The GAP Program has received criticism from the animal agriculture industry. According to Drovers, a beef industry magazine, GAP is controlled largely by the HSUS, Farm Forward, ASPCA and CIWF whose ultimate goal is to gain control over production standards and practices. The article advises avoiding GAP Standards and directing consumers toward other certifications. Another criticism comes from a Beef Magazine article which states that GAP standards seem to have been made by someone who “grew up without much, if any, contact with animals.” Additionally, the article views the GAP standards prohibition against antibiotics or other drugs as outside of the domain of animal welfare, calling it instead an “elitist issue” serving consumers who can afford more expensive meat.

== Religious outreach ==

=== Jewish Initiative for Animals ===
Farm Forward launched the Jewish Initiative for Animals (JIFA) in January 2016 with the aim of educating Jewish communities on the ethics of animal agriculture and encouraging Jewish institutions to promote the importance of animal welfare in Jewish values. According to JIFA's mission statement, JIFA “supports innovative programs to turn the Jewish value of compassion for animals into action while building ethical and sustainable Jewish American communities in the process.”

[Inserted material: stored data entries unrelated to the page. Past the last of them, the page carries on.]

/// Add a user namespace with the configured id maps
pub fn with_id_mapping(mapping: &IdMapping) -> SpecOpt {
    let mapping = mapping.clone();
    opt(move |spec| {
        let convert = |maps: &[crate::config::IdMap]| -> Result<Vec<oci_spec::runtime::LinuxIdMapping>> {
            maps.iter()
                .map(|m| {
                    Ok(LinuxIdMappingBuilder::default()
                        .container_id(m.container_id)
                        .host_id(m.host_id)
                        .size(m.size)
                        .build()?)
                })
                .collect()
        };
        let uid_maps = convert(&mapping.uid_maps)?;
        let gid_maps = convert(&mapping.gid_maps)?;

        edit_linux(spec, |linux| {
            let mut namespaces = linux.namespaces().clone().unwrap_or_default();
            if !namespaces.iter().any(|ns| ns.typ() == LinuxNamespaceType::User) {
                namespaces.push(namespace(LinuxNamespaceType::User)?);
            }
            linux.set_namespaces(Some(namespaces));
            linux.set_uid_mappings(Some(uid_maps));
            linux.set_gid_mappings(Some(gid_maps));
            Ok(())
        })
    })
}

/// Map a limit name such as `nofile` to its rlimit type
pub fn rlimit_type(name: &str) -> Option<PosixRlimitType> {
    let typ = match name.to_ascii_lowercase().trim_start_matches("rlimit_") {
        "as" => PosixRlimitType::RlimitAs,
        "core" => PosixRlimitType::RlimitCore,
        "cpu" => PosixRlimitType::RlimitCpu,
        "data" => PosixRlimitType::RlimitData,
        "fsize" => PosixRlimitType::RlimitFsize,
        "locks" => PosixRlimitType::RlimitLocks,
        "memlock" => PosixRlimitType::RlimitMemlock,
        "msgqueue" => PosixRlimitType::RlimitMsgqueue,
        "nice" => PosixRlimitType::RlimitNice,
        "nofile" => PosixRlimitType::RlimitNofile,
        "nproc" => PosixRlimitType::RlimitNproc,
        "rss" => PosixRlimitType::RlimitRss,
        "rtprio" => PosixRlimitType::RlimitRtprio,
        "rttime" => PosixRlimitType::RlimitRttime,
        "sigpending" => PosixRlimitType::RlimitSigpending,
        "stack" => PosixRlimitType::RlimitStack,
        _ => return None,
    };
    Some(typ)
}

JIFA collaborates with Jewish nonprofit organizations such as camps, synagogues, youth groups, community centers, schools, college programs and others to produce educational resources that spark inquiry into how Jewish values should interact with how we treat animals. JIFA also does consulting with institutions that serve animal products to assist them in lowering meat consumption and finding higher-welfare sources. JIFA's aim is to encourage Jewish institutions to develop ethical food policies that reflect animal welfare, or tzaar baalei chayim, as a core Jewish value.

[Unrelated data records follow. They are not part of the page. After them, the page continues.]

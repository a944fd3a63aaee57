//! Host-side materialization of mount descriptors

use super::{LocalMount, LocalMounter, MountDescriptor};
use crate::error::{ExecutorError, Result};
use std::path::PathBuf;

/// Local mounter that mounts descriptors under a host directory.
///
/// A single writable bind mount is used in place; anything else is mounted
/// onto a fresh directory below `mount_root` and detached on release.
pub struct HostLocalMounter {
    mount_root: PathBuf,
}

impl HostLocalMounter {
    /// Create a mounter that places mount points under `mount_root`
    pub fn new(mount_root: PathBuf) -> Self {
        Self { mount_root }
    }
}

impl LocalMounter for HostLocalMounter {
    fn mount(&self, mounts: &[MountDescriptor]) -> Result<LocalMount> {
        let descriptor = match mounts {
            [single] => single,
            _ => {
                return Err(ExecutorError::mount(
                    "local mount",
                    format!("unsupported number of mounts: {}", mounts.len()),
                ))
            }
        };

        if descriptor.is_bind() && !descriptor.is_readonly() {
            tracing::debug!(source = %descriptor.source, "using bind source in place");
            return Ok(LocalMount {
                path: PathBuf::from(&descriptor.source),
                unmount: None,
            });
        }

        self.mount_at_new_target(descriptor)
    }
}

#[cfg(target_os = "linux")]
impl HostLocalMounter {
    fn mount_at_new_target(&self, descriptor: &MountDescriptor) -> Result<LocalMount> {
        use super::syscall::{mount, mount_flags, parse_options, umount2, umount_flags};
        use std::fs;

        fs::create_dir_all(&self.mount_root)?;
        let target = self.mount_root.join(uuid::Uuid::new_v4().simple().to_string());
        fs::create_dir(&target)?;
        let target_str = target.to_string_lossy().to_string();

        let (flags, data) = parse_options(&descriptor.options);
        let fstype = if descriptor.is_bind() {
            None
        } else {
            Some(descriptor.typ.as_str())
        };

        // Bind mounts ignore MS_RDONLY on the first call; read-only needs a remount
        let first_flags = if descriptor.is_bind() {
            flags & !mount_flags::MS_RDONLY
        } else {
            flags
        };

        let mounted = mount(
            Some(&descriptor.source),
            &target_str,
            fstype,
            first_flags,
            data.as_deref(),
        )
        .and_then(|_| {
            if descriptor.is_bind() && flags & mount_flags::MS_RDONLY != 0 {
                mount(None, &target_str, None, flags | mount_flags::MS_REMOUNT, None)
            } else {
                Ok(())
            }
        });

        if let Err(e) = mounted {
            let _ = umount2(&target_str, umount_flags::MNT_DETACH);
            let _ = fs::remove_dir(&target);
            return Err(ExecutorError::mount(
                format!("mounting {} at {}", descriptor.source, target_str),
                e,
            ));
        }

        tracing::debug!(
            source = %descriptor.source,
            fstype = %descriptor.typ,
            target = %target_str,
            "local mount created"
        );

        let unmount_target = target.clone();
        Ok(LocalMount {
            path: target,
            unmount: Some(Box::new(move || -> Result<()> {
                let path = unmount_target.to_string_lossy().to_string();
                umount2(&path, umount_flags::MNT_DETACH).map_err(|e| {
                    ExecutorError::Runtime(format!("Failed to unmount {}: {}", path, e))
                })?;
                fs::remove_dir(&unmount_target)?;
                Ok(())
            })),
        })
    }
}

#[cfg(not(target_os = "linux"))]
impl HostLocalMounter {
    fn mount_at_new_target(&self, descriptor: &MountDescriptor) -> Result<LocalMount> {
        Err(ExecutorError::UnsupportedFeature(format!(
            "local {} mounts under {}",
            descriptor.typ,
            self.mount_root.display()
        )))
    }
}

JIFA aims to ensure that those who wish to keep a kosher diet and support higher welfare animal products are given the resources to do so. In November 2016 JIFA partnered with kosher meat distributors to bring the a run of kosher certified heritage breed chickens to market for the first time in approximately 50 years. Unlike conventional poultry, heritage breed chickens and turkeys are able to achieve highest possible welfare outcomes. JIFA also helped bring educational heritage flocks to Jewish educational and production farms, where educators teach about the impacts of factory farming in relation to Jewish values.

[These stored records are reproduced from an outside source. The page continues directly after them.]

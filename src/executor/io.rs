//! Process standard streams

use super::request::RunRequest;
use std::fmt;
use std::io;
use std::pin::Pin;
use std::sync::{Arc, Mutex};
use std::task::{Context, Poll};
use tokio::io::{AsyncRead, AsyncWrite};

/// Boxed reader for a process standard input
pub type Reader = Box<dyn AsyncRead + Send + Unpin>;
/// Boxed writer for a process output stream
pub type Writer = Box<dyn AsyncWrite + Send + Unpin>;

/// A run request together with its standard streams.
///
/// Streams left as `None` are not connected.
pub struct ProcessInfo {
    pub request: RunRequest,
    pub stdin: Option<Reader>,
    pub stdout: Option<Writer>,
    pub stderr: Option<Writer>,
}

impl ProcessInfo {
    /// Process without connected streams
    pub fn new(request: RunRequest) -> Self {
        Self {
            request,
            stdin: None,
            stdout: None,
            stderr: None,
        }
    }

    /// Connect standard input
    pub fn stdin(mut self, stdin: Reader) -> Self {
        self.stdin = Some(stdin);
        self
    }

    /// Connect standard output
    pub fn stdout(mut self, stdout: Writer) -> Self {
        self.stdout = Some(stdout);
        self
    }

    /// Connect standard error
    pub fn stderr(mut self, stderr: Writer) -> Self {
        self.stderr = Some(stderr);
        self
    }
}

impl fmt::Debug for ProcessInfo {
    fn fmt(&self, f: &mut fmt::Formatter<'_>) -> fmt::Result {
        f.debug_struct("ProcessInfo")
            .field("request", &self.request)
            .field("stdin", &self.stdin.is_some())
            .field("stdout", &self.stdout.is_some())
            .field("stderr", &self.stderr.is_some())
            .finish()
    }
}

/// In-memory writer whose clones share one buffer
#[derive(Debug, Clone, Default)]
pub struct CaptureBuffer {
    inner: Arc<Mutex<Vec<u8>>>,
}

impl CaptureBuffer {
    pub fn new() -> Self {
        Self::default()
    }

    /// Copy of everything written so far
    pub fn contents(&self) -> Vec<u8> {
        match self.inner.lock() {
            Ok(buf) => buf.clone(),
            Err(poisoned) => poisoned.into_inner().clone(),
        }
    }
}

impl AsyncWrite for CaptureBuffer {
    fn poll_write(self: Pin<&mut Self>, _cx: &mut Context<'_>, buf: &[u8]) -> Poll<io::Result<usize>> {
        let mut inner = self
            .inner
            .lock()
            .map_err(|_| io::Error::new(io::ErrorKind::Other, "capture buffer poisoned"))?;
        inner.extend_from_slice(buf);
        Poll::Ready(Ok(buf.len()))
    }

    fn poll_flush(self: Pin<&mut Self>, _cx: &mut Context<'_>) -> Poll<io::Result<()>> {
        Poll::Ready(Ok(()))
    }

    fn poll_shutdown(self: Pin<&mut Self>, _cx: &mut Context<'_>) -> Poll<io::Result<()>> {
        Poll::Ready(Ok(()))
    }
}

#[cfg(test)]
mod tests {
    use super::*;
    use tokio::io::AsyncWriteExt;

    #[tokio::test]
    async fn test_capture_shared_between_clones() {
        let capture = CaptureBuffer::new();
        let mut process = ProcessInfo::new(RunRequest::default()).stdout(Box::new(capture.clone()));

        let stdout = process.stdout.as_mut().unwrap();
        stdout.write_all(b"hello ").await.unwrap();
        stdout.write_all(b"world").await.unwrap();

        assert_eq!(capture.contents(), b"hello world");
        assert!(process.stderr.is_none());
    }
}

JIFA also opposes certified kosher products that it views as inhumane. In 2016, JIFA put out a call against the use of shackle and hoist slaughter by a number of certified kosher slaughterhouses. They called upon the groups implicated in such slaughter to end this practice, and to transition to upright slaughter. Additionally, JIFA called upon Israelis and members of Jewish communities to boycott these products, and encouraged Americans to voice their opposition to such practices. The ultimate goal of these calls are to end of the practice of shackle and hoist slaughter.

In May, 2017, Israel's agricultural ministry mandated an end to imports of beef products that involved shackle and hoist slaughter. In June, 2018 the Orthodox Union told its beef producers in South America to end its use of shackle and hoist slaughter.

=== Faith in Food ===
In 2015, Farm Forward launched the Faith in Food initiative. This initiative is meant to encourage religious leaders and institutions to explore the religious meaning and significance of factory farming. The initiative also encourages these leaders and institutions to create ethical food policies that address animal welfare in accordance with their specific faiths and values.

Farm Forward has recognized and supported Rev. Dr. Christopher Carter and Dr. David Clough as Faith in Food Fellows. Rev. Dr. Carter's work explores the intersectionality of factory farming and racial injustice, with this work being an expression of his faith. Dr. Clough received support from Farm Forward for his book On Animals: Volume 1: Systematic Theology. Clough also received support from Farm Forward to launch the CreatureKind project, a project that works within churches to help Christians address animal welfare in factory farming.